Exercise details ::
How many lines of the listing below contain "take"? State the number alone.
☆ ☆ ☆ ☆
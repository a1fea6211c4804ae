// Licensed under the Apache License, Version 2.0 <LICENSE-APACHE or
// http://www.apache.org/licenses/LICENSE-2.0> or the MIT license
// <LICENSE-MIT or http://opensource.org/licenses/MIT>, at your
// option. This file may not be copied, modified, or distributed
// except according to those terms.

//! One-shot OAuth redirect listener
//!
//! Serves connections on the redirect port until the browser hits the
//! callback path, answers it, and hands the outcome back. Requests for any
//! other path get a 404 and the wait continues.

use crate::constants::routes;
use crate::error::{AppError, Result};
use std::collections::HashMap;
use std::io;
use std::net::SocketAddr;
use std::time::Duration;
use tokio::io::{AsyncBufReadExt, AsyncRead, AsyncReadExt, AsyncWrite, AsyncWriteExt, BufReader};
use tokio::net::{TcpListener, TcpStream};
use tracing::{debug, info, warn};
use url::Url;

const SUCCESS_PAGE: &str = "<html><body>\
    <h1>Authorization successful!</h1>\
    <p>You can close this window and return to the terminal.</p>\
    </body></html>";

const FAILURE_PAGE: &str = "<html><body><h1>Authorization failed!</h1></body></html>";

/// How long a connection may take to deliver its request line and headers
pub const DEFAULT_READ_TIMEOUT: Duration = Duration::from_secs(5);

/// Upper bound on the request line plus headers
const MAX_REQUEST_HEAD_BYTES: u64 = 16 * 1024;

/// What the browser redirect carried
#[derive(Debug, Clone, PartialEq, Eq)]
pub enum CallbackOutcome {
    Code(String),
    /// No code; holds the provider's `error` parameter when one was sent
    Denied(Option<String>),
}

pub struct CallbackListener {
    listener: TcpListener,
    path: String,
    read_timeout: Duration,
}

enum Handled {
    Done(CallbackOutcome),
    KeepWaiting,
}

impl CallbackListener {
    /// Bind the redirect port; fails if another process holds it
    pub async fn bind(port: u16) -> Result<Self> {
        let listener = TcpListener::bind(("127.0.0.1", port))
            .await
            .map_err(AppError::CallbackListener)?;
        info!("Listening for OAuth callback on port {}", port);

        Ok(Self {
            listener,
            path: routes::OAUTH_CALLBACK.to_string(),
            read_timeout: DEFAULT_READ_TIMEOUT,
        })
    }

    /// Bound on reading one request; a connection that stays silent longer
    /// is dropped and the wait continues
    pub fn with_read_timeout(mut self, read_timeout: Duration) -> Self {
        self.read_timeout = read_timeout;
        self
    }

    pub fn local_addr(&self) -> Result<SocketAddr> {
        self.listener.local_addr().map_err(AppError::CallbackListener)
    }

    /// Block until one request for the callback path arrives
    ///
    /// Never returns if the browser never comes back; callers wanting a bound
    /// wrap this in a timeout. The listener is dropped on return.
    pub async fn wait_for_callback(self) -> Result<CallbackOutcome> {
        loop {
            let (socket, peer) = self
                .listener
                .accept()
                .await
                .map_err(AppError::CallbackListener)?;
            debug!(%peer, "Callback connection accepted");

            match self.handle_connection(socket).await {
                Ok(Handled::Done(outcome)) => return Ok(outcome),
                Ok(Handled::KeepWaiting) => {}
                Err(e) => warn!(%peer, error = %e, "Dropped callback connection"),
            }
        }
    }

    async fn handle_connection(&self, socket: TcpStream) -> io::Result<Handled> {
        let (reader, mut writer) = socket.into_split();

        let request_line = tokio::time::timeout(self.read_timeout, read_request_head(reader))
            .await
            .map_err(|_| io::Error::new(io::ErrorKind::TimedOut, "no request received in time"))??;

        let mut parts = request_line.split_whitespace();
        let (method, target) = match (parts.next(), parts.next()) {
            (Some(method), Some(target)) => (method, target),
            _ => {
                write_response(&mut writer, "400 Bad Request", FAILURE_PAGE).await?;
                return Ok(Handled::KeepWaiting);
            }
        };

        let url = match Url::parse(&format!("http://localhost{}", target)) {
            Ok(url) => url,
            Err(_) => {
                write_response(&mut writer, "400 Bad Request", FAILURE_PAGE).await?;
                return Ok(Handled::KeepWaiting);
            }
        };

        if url.path() != self.path {
            debug!(path = url.path(), "Ignoring request outside the callback path");
            write_response(&mut writer, "404 Not Found", "").await?;
            return Ok(Handled::KeepWaiting);
        }

        if method != "GET" {
            write_response(&mut writer, "405 Method Not Allowed", "").await?;
            return Ok(Handled::KeepWaiting);
        }

        let params: HashMap<String, String> = url.query_pairs().into_owned().collect();
        let (outcome, status, page) = match params.get("code").filter(|code| !code.is_empty()) {
            Some(code) => (CallbackOutcome::Code(code.clone()), "200 OK", SUCCESS_PAGE),
            None => (
                CallbackOutcome::Denied(params.get("error").cloned()),
                "400 Bad Request",
                FAILURE_PAGE,
            ),
        };

        // The outcome stands even if the browser went away before the reply
        if let Err(e) = write_response(&mut writer, status, page).await {
            warn!(error = %e, "Could not answer the callback request");
        }

        Ok(Handled::Done(outcome))
    }
}

/// Request line of one HTTP request, with its headers drained so the
/// browser sees a clean response
async fn read_request_head<R>(reader: R) -> io::Result<String>
where
    R: AsyncRead + Unpin,
{
    let mut reader = BufReader::new(reader.take(MAX_REQUEST_HEAD_BYTES));

    let mut request_line = String::new();
    reader.read_line(&mut request_line).await?;

    let mut header = String::new();
    loop {
        header.clear();
        let read = reader.read_line(&mut header).await?;
        if read == 0 || header == "\r\n" || header == "\n" {
            break;
        }
    }

    if reader.get_ref().limit() == 0 {
        return Err(io::Error::new(io::ErrorKind::InvalidData, "request head too large"));
    }

    Ok(request_line)
}

async fn write_response<W>(writer: &mut W, status: &str, body: &str) -> io::Result<()>
where
    W: AsyncWrite + Unpin,
{
    let response = format!(
        "HTTP/1.1 {}\r\n\
         Content-Type: text/html\r\n\
         Content-Length: {}\r\n\
         Connection: close\r\n\r\n\
         {}",
        status,
        body.len(),
        body
    );
    writer.write_all(response.as_bytes()).await?;
    writer.shutdown().await
}
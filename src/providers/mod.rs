// Licensed under the Apache License, Version 2.0 <LICENSE-APACHE or
// http://www.apache.org/licenses/LICENSE-2.0> or the MIT license
// <LICENSE-MIT or http://opensource.org/licenses/MIT>, at your
// option. This file may not be copied, modified, or distributed
// except according to those terms.

use crate::error::Result;
use crate::models::Activity;
use async_trait::async_trait;

pub mod strava;

/// Result of probing the account-identity endpoint with a saved token
#[derive(Debug, Clone, PartialEq, Eq)]
pub enum TokenCheck {
    Valid,
    Unauthorized,
    /// Any other failure, transport errors included
    Failed(String),
}

#[async_trait]
pub trait ActivitySource: Send + Sync {
    async fn check_token(&self, access_token: &str) -> TokenCheck;

    async fn fetch_all(&self, access_token: &str) -> Result<Vec<Activity>>;
}
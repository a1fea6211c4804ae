// Licensed under the Apache License, Version 2.0 <LICENSE-APACHE or
// http://www.apache.org/licenses/LICENSE-2.0> or the MIT license
// <LICENSE-MIT or http://opensource.org/licenses/MIT>, at your
// option. This file may not be copied, modified, or distributed
// except according to those terms.

//! Logging configuration with structured output
//!
//! Logs go to stderr; stdout is reserved for the report itself.

use anyhow::Result;
use std::env;
use std::io;
use std::str::FromStr;
use tracing::{debug, info};
use tracing_subscriber::{fmt, layer::SubscriberExt, util::SubscriberInitExt, EnvFilter};

/// Logging configuration
#[derive(Debug, Clone)]
pub struct LoggingConfig {
    /// Log level (trace, debug, info, warn, error)
    pub level: String,
    /// Output format (json, pretty, compact)
    pub format: LogFormat,
    /// Include source file and line numbers
    pub include_location: bool,
    pub service_name: String,
    pub service_version: String,
}

#[derive(Debug, Clone, Copy, PartialEq, Eq)]
pub enum LogFormat {
    /// JSON lines, for piping into other tools
    Json,
    /// Multi-line human-friendly output
    Pretty,
    /// One line per event
    Compact,
}

impl FromStr for LogFormat {
    type Err = String;

    fn from_str(s: &str) -> std::result::Result<Self, Self::Err> {
        match s.to_ascii_lowercase().as_str() {
            "json" => Ok(LogFormat::Json),
            "pretty" => Ok(LogFormat::Pretty),
            "compact" => Ok(LogFormat::Compact),
            other => Err(format!("unknown log format: {}", other)),
        }
    }
}

impl Default for LoggingConfig {
    fn default() -> Self {
        Self {
            level: "info".to_string(),
            format: LogFormat::Compact,
            include_location: false,
            service_name: "strava-weekly".to_string(),
            service_version: env!("CARGO_PKG_VERSION").to_string(),
        }
    }
}

impl LoggingConfig {
    /// Create logging configuration from environment variables
    pub fn from_env() -> Self {
        let defaults = Self::default();

        Self {
            level: env::var("RUST_LOG").unwrap_or(defaults.level),
            format: env::var("LOG_FORMAT")
                .ok()
                .and_then(|f| f.parse().ok())
                .unwrap_or(defaults.format),
            include_location: env::var("LOG_INCLUDE_LOCATION").is_ok(),
            ..defaults
        }
    }

    /// Initialize the global tracing subscriber
    pub fn init(&self) -> Result<()> {
        let env_filter = EnvFilter::try_new(&self.level).unwrap_or_else(|_| EnvFilter::new("info"));
        let registry = tracing_subscriber::registry().with(env_filter);

        match self.format {
            LogFormat::Json => {
                let json_layer = fmt::layer()
                    .with_file(self.include_location)
                    .with_line_number(self.include_location)
                    .with_target(true)
                    .with_writer(io::stderr)
                    .json();

                registry.with(json_layer).try_init()?;
            }
            LogFormat::Pretty => {
                let pretty_layer = fmt::layer()
                    .pretty()
                    .with_file(self.include_location)
                    .with_line_number(self.include_location)
                    .with_target(true)
                    .with_writer(io::stderr);

                registry.with(pretty_layer).try_init()?;
            }
            LogFormat::Compact => {
                let compact_layer = fmt::layer()
                    .compact()
                    .with_file(self.include_location)
                    .with_line_number(self.include_location)
                    .with_target(false)
                    .with_writer(io::stderr);

                registry.with(compact_layer).try_init()?;
            }
        }

        debug!(
            service.name = %self.service_name,
            service.version = %self.service_version,
            log.level = %self.level,
            log.format = ?self.format,
            "Logging initialized"
        );

        Ok(())
    }
}

/// Application-specific logging utilities
pub struct AppLogger;

impl AppLogger {
    /// Log OAuth token lifecycle events
    pub fn log_oauth_event(event: &str, success: bool) {
        info!(
            oauth.provider = "strava",
            oauth.event = %event,
            oauth.success = %success,
            "OAuth event"
        );
    }

    /// Log the size of a completed fetch
    pub fn log_fetch_complete(activities: usize, weeks: usize) {
        info!(
            fetch.activities = activities,
            report.weeks = weeks,
            "Activity fetch complete"
        );
    }
}
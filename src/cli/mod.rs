pub mod actions;
pub mod commands;
pub mod dispatch;
pub mod telemetry;

mod start;
pub use self::start::start;
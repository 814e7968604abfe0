//! Session lifecycle: create, validate, terminate.
//!
//! Each stage is attempted independently and reported on its own, so a run
//! that fails validation still shows whether creation and sign-out worked.

use super::AuthenticationOutcome;
use crate::backend::{IdentityProvider, SessionRecord, SessionStore};
use crate::config::WritePolicy;
use chrono::{DateTime, Duration, Utc};
use secrecy::SecretString;
use serde::Serialize;
use std::fmt;
use std::sync::Arc;
use tracing::{info, instrument, warn};
use uuid::Uuid;

pub const SESSION_TTL_HOURS: i64 = 1;

#[derive(Debug, Clone, Copy, PartialEq, Eq, Serialize)]
#[serde(rename_all = "snake_case")]
pub enum SessionStage {
    Create,
    Validate,
    Terminate,
}

impl fmt::Display for SessionStage {
    fn fmt(&self, f: &mut fmt::Formatter<'_>) -> fmt::Result {
        match self {
            Self::Create => write!(f, "session-create"),
            Self::Validate => write!(f, "session-validate"),
            Self::Terminate => write!(f, "session-terminate"),
        }
    }
}

#[derive(Debug, Clone, PartialEq, Eq, Serialize)]
pub struct StageReport {
    pub stage: SessionStage,
    pub success: bool,
    /// Set when the stage was simulated instead of performed.
    #[serde(skip_serializing_if = "Option::is_none")]
    pub simulated: Option<String>,
    #[serde(skip_serializing_if = "Option::is_none")]
    pub error: Option<String>,
}

impl StageReport {
    fn passed(stage: SessionStage) -> Self {
        Self {
            stage,
            success: true,
            simulated: None,
            error: None,
        }
    }

    fn simulated(stage: SessionStage, reason: String) -> Self {
        Self {
            stage,
            success: true,
            simulated: Some(reason),
            error: None,
        }
    }

    fn failed(stage: SessionStage, error: impl fmt::Display) -> Self {
        Self {
            stage,
            success: false,
            simulated: None,
            error: Some(error.to_string()),
        }
    }
}

#[derive(Debug, Clone, Default, PartialEq, Eq, Serialize)]
pub struct SessionDetails {
    #[serde(skip_serializing_if = "Option::is_none")]
    pub session_id: Option<String>,
    pub session_created: bool,
    pub session_valid: bool,
    pub session_terminated: bool,
    #[serde(skip_serializing_if = "Option::is_none")]
    pub expires_at: Option<DateTime<Utc>>,
    #[serde(skip_serializing_if = "Option::is_none")]
    pub username: Option<String>,
    pub stages: Vec<StageReport>,
}

impl SessionDetails {
    #[must_use]
    pub fn succeeded(&self) -> bool {
        self.session_created && self.session_valid && self.session_terminated
    }

    /// `"<stage>: <error>"` for every failed stage.
    #[must_use]
    pub fn failures(&self) -> Vec<String> {
        self.stages
            .iter()
            .filter(|stage| !stage.success)
            .map(|stage| format!("{}: {}", stage.stage, stage.error.as_deref().unwrap_or("failed")))
            .collect()
    }

    fn push(&mut self, report: StageReport) {
        match report.stage {
            SessionStage::Create => self.session_created = report.success,
            SessionStage::Validate => self.session_valid = report.success,
            SessionStage::Terminate => self.session_terminated = report.success,
        }
        self.stages.push(report);
    }
}

#[derive(Clone)]
pub struct SessionLifecycle {
    provider: Arc<dyn IdentityProvider>,
    store: Arc<dyn SessionStore>,
}

impl SessionLifecycle {
    #[must_use]
    pub fn new(provider: Arc<dyn IdentityProvider>, store: Arc<dyn SessionStore>) -> Self {
        Self { provider, store }
    }

    /// Write a session record for `identity`, or simulate it under
    /// `WritePolicy::ReadOnly`.
    #[instrument(skip(self), fields(identity = %identity))]
    pub async fn create(&self, identity: &str, policy: WritePolicy) -> (StageReport, SessionRecord) {
        let created_at = Utc::now();
        let record = SessionRecord {
            session_id: format!("session-{}", Uuid::new_v4()),
            identity_name: identity.to_string(),
            created_at,
            expires_at: created_at + Duration::hours(SESSION_TTL_HOURS),
            active: true,
        };

        if let Some(simulated) = policy.simulate(&SessionStage::Create.to_string()) {
            info!("{}: {}", simulated.stage, simulated.reason);
            return (StageReport::simulated(SessionStage::Create, simulated.reason), record);
        }

        let report = match self.store.put_session(&record).await {
            Ok(()) => StageReport::passed(SessionStage::Create),
            Err(e) => {
                warn!("session create failed: {e}");
                StageReport::failed(SessionStage::Create, e)
            }
        };

        (report, record)
    }

    /// Re-query the provider with the token; a non-empty username is required.
    /// Read-only, so it runs under every policy.
    #[instrument(skip(self, access_token))]
    pub async fn validate(&self, access_token: &SecretString) -> (StageReport, Option<String>) {
        match self.provider.get_user(access_token).await {
            Ok(user) if !user.username.is_empty() => {
                (StageReport::passed(SessionStage::Validate), Some(user.username))
            }
            Ok(_) => (
                StageReport::failed(SessionStage::Validate, "provider returned an empty username"),
                None,
            ),
            Err(e) => {
                warn!("session validate failed: {e}");
                (StageReport::failed(SessionStage::Validate, e), None)
            }
        }
    }

    /// Global sign-out, or its simulation under `WritePolicy::ReadOnly`.
    #[instrument(skip(self, access_token))]
    pub async fn terminate(&self, access_token: &SecretString, policy: WritePolicy) -> StageReport {
        if let Some(simulated) = policy.simulate(&SessionStage::Terminate.to_string()) {
            info!("{}: {}", simulated.stage, simulated.reason);
            return StageReport::simulated(SessionStage::Terminate, simulated.reason);
        }

        match self.provider.global_sign_out(access_token).await {
            Ok(()) => StageReport::passed(SessionStage::Terminate),
            Err(e) => {
                warn!("session terminate failed: {e}");
                StageReport::failed(SessionStage::Terminate, e)
            }
        }
    }

    /// Run all three stages for an authenticated outcome. Without an access
    /// token every stage fails.
    pub async fn run(&self, outcome: &AuthenticationOutcome, policy: WritePolicy) -> SessionDetails {
        let mut details = SessionDetails::default();

        let Some(token) = outcome.access_token.as_ref() else {
            for stage in [SessionStage::Create, SessionStage::Validate, SessionStage::Terminate] {
                details.push(StageReport::failed(stage, "no access token"));
            }
            return details;
        };

        let (created, record) = self.create(&outcome.identity, policy).await;
        if created.success {
            details.session_id = Some(record.session_id);
            details.expires_at = Some(record.expires_at);
        }
        details.push(created);

        let (validated, username) = self.validate(token).await;
        details.username = username;
        details.push(validated);

        details.push(self.terminate(token, policy).await);

        details
    }
}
☆ ☆ ☆ ☆
Response to the exercise ::
2